There are probably several out there, but this is so simple, just write it.

> How much resolution would I need? 8-bit? 16-bit? More? I want a
> pretty pure sounding since wave.

You have to decide what signal to noise ratio "pretty pure" is.  60dB, 80dB,
96dB?  In engineering we need real numbers.  You can't design something if
you don't know what to design.  If you don't know how to quantify "pretty
pure", then that is the first design task.

Since it's just a sine wave in the 600Hz to 2.5KHz range, you can do some
post-filtering and get away with quite low resolution.  Think what the
harmonic content of a sine wave with 8 bits resolution is.  Let's say you
want the filter not to change the amplitude over your frequency range much.
Two poles of low pass filter with 5KHz rolloff frequency won't effect your
signal much, but will eliminate just about all quantization noise.

Put it another way, you can get a nice sine wave with sufficient low pass
filtering of a square wave, so starting with a 8 bit resolution sine wave is
way easier.

> I have been searching for hours,

You'd be done now if you spent the time instead just writing the code.  This
is pretty simple stuff.

> I guess it's really the table
> that is the crux of the matter and not necessarily the PWM part,

Don't guess, know.  Actually the sine table isn't the issue, selecting the
right PWM tradeoffs is.

Do the math, and then you can tell for sure what the PWM needs to do.  Let's
say you want a minimum of 60dB signal to noise ratio, and you post filter
with two poles of LPF at 5KHz as I mentioned above.  This filter needs to
attenuate the PWM frequency by 60dB, or by 1000 in voltage, or by sqrt(1000)
= 32 in voltage per filter pole.  5KHz x 32 = 160KHz, which is the minimum
PWM frequency you need to achive 60dB signal to noise ratio.

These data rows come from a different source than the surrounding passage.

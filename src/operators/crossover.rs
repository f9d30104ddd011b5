//! Crossover operators
//!
//! Two recombination policies are provided. They differ in how much of each
//! parent's gene ordering survives, which affects diversity and convergence:
//!
//! - [`UniformCrossover`]: each position independently comes from either
//!   parent (50/50 by default).
//! - [`SinglePointCrossover`]: one random split point; the head comes from
//!   the first parent and the tail from the second.
//!
//! [`CrossoverPolicy`] names one of them in configuration.

use rand::Rng;
use serde::{Deserialize, Serialize};

use crate::error::ContractViolation;
use crate::genome::dna::Dna;
use crate::operators::traits::{check_parents, CrossoverOperator};

/// Uniform crossover
///
/// Each gene is taken from the first parent with probability `bias`,
/// otherwise from the second.
#[derive(Clone, Debug)]
pub struct UniformCrossover {
    /// Probability of taking a gene from the first parent
    pub bias: f64,
}

impl UniformCrossover {
    /// Create an unbiased uniform crossover
    pub fn new() -> Self {
        Self { bias: 0.5 }
    }

    /// Create with a custom bias towards the first parent
    ///
    /// # Panics
    ///
    /// Panics if `bias` is outside [0, 1].
    pub fn with_bias(bias: f64) -> Self {
        assert!((0.0..=1.0).contains(&bias), "Bias must be in [0, 1]");
        Self { bias }
    }
}

impl Default for UniformCrossover {
    fn default() -> Self {
        Self::new()
    }
}

impl<G: Clone> CrossoverOperator<G> for UniformCrossover {
    fn crossover<R: Rng + ?Sized>(
        &self,
        parent1: &Dna<G>,
        parent2: &Dna<G>,
        rng: &mut R,
    ) -> Result<Dna<G>, ContractViolation> {
        check_parents(parent1, parent2)?;

        Ok(parent1
            .iter()
            .zip(parent2.iter())
            .map(|(a, b)| {
                if rng.gen::<f64>() < self.bias {
                    a.clone()
                } else {
                    b.clone()
                }
            })
            .collect())
    }

    fn name(&self) -> &'static str {
        "uniform"
    }
}

/// Single-point crossover
///
/// Draws a split point `n` uniformly from `0..len`; the child takes genes
/// `0..n` from the first parent and `n..len` from the second.
#[derive(Clone, Debug, Default)]
pub struct SinglePointCrossover;

impl SinglePointCrossover {
    /// Create a new single-point crossover
    pub fn new() -> Self {
        Self
    }
}

impl<G: Clone> CrossoverOperator<G> for SinglePointCrossover {
    fn crossover<R: Rng + ?Sized>(
        &self,
        parent1: &Dna<G>,
        parent2: &Dna<G>,
        rng: &mut R,
    ) -> Result<Dna<G>, ContractViolation> {
        let len = check_parents(parent1, parent2)?;
        if len == 0 {
            return Ok(Dna::new(Vec::new()));
        }

        let point = rng.gen_range(0..len);
        Ok(parent1.genes()[..point]
            .iter()
            .chain(parent2.genes()[point..].iter())
            .cloned()
            .collect())
    }

    fn name(&self) -> &'static str {
        "single_point"
    }
}

/// Crossover policy selectable through configuration
#[derive(Clone, Copy, Debug, Default, PartialEq, Eq, Serialize, Deserialize)]
#[serde(rename_all = "snake_case")]
pub enum CrossoverPolicy {
    /// Independent 50/50 choice per gene
    #[default]
    Uniform,
    /// One random split point, head from the first parent
    SinglePoint,
}

impl<G: Clone> CrossoverOperator<G> for CrossoverPolicy {
    fn crossover<R: Rng + ?Sized>(
        &self,
        parent1: &Dna<G>,
        parent2: &Dna<G>,
        rng: &mut R,
    ) -> Result<Dna<G>, ContractViolation> {
        match self {
            Self::Uniform => UniformCrossover::new().crossover(parent1, parent2, rng),
            Self::SinglePoint => SinglePointCrossover::new().crossover(parent1, parent2, rng),
        }
    }

    fn name(&self) -> &'static str {
        match self {
            Self::Uniform => "uniform",
            Self::SinglePoint => "single_point",
        }
    }
}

A 18F4550 can run up to 12MHz instruction rate, which is also therefore the
maximum PWM clock rate (I think, your job to look up).  12MHz / 160KHz = 75,
which is the maximum resolution minus 1 a 160KHz PWM from that PIC can have..
That's only a little more than 6 bits (log2(76) = 6.2 bits equivalent), but
as I pointed out above, resolution isn't that big a deal with the right
filter.

However, after looking all this over, I think 3 low pass filter poles will
be better.  Three at 5KHz will bite into the amplitude of the signal at
2.5KHz a bit.  I don't know whether that matters, since you said nothing
about amplitude flatness.  Still, lets move the filters out to 7.5KHz and
use three of them.  Now the minimum PWM frequency for 60dB is 75KHz, and
resolution is 161.

This is all cutting it close right at 60dB.  Personally I'd want it a bit
better than that and leave some margin.  I'd probably use something like 6
bit resolution, which would give you a PWM frequency of 191KHz.  With three
LPFs at 7.5KHz, the PWM frequency will be attenuated by 84dB.  Also keep in
mind any audio system is going to further squash frequencies in that range,
and of course they are way above what you can hear.  The real reason for
bothering to get rid of them is that they can cause undesirable things to
happen in the audio electronics.  The significant harmonics of a 64 bit sine
wave will be many multiples above the fundamental, so the filters should
squash them nicely.

If you don't care about amplitude flatness, then move the filters lower.
Move them as low as you can tolerated the amplitude variation accross your
frrequency range.  If you want to get fancy, you can add a automatic gain
adjusting circuit to the output, which will let you move the filters much
lower.  However, that is not a beginner circuit.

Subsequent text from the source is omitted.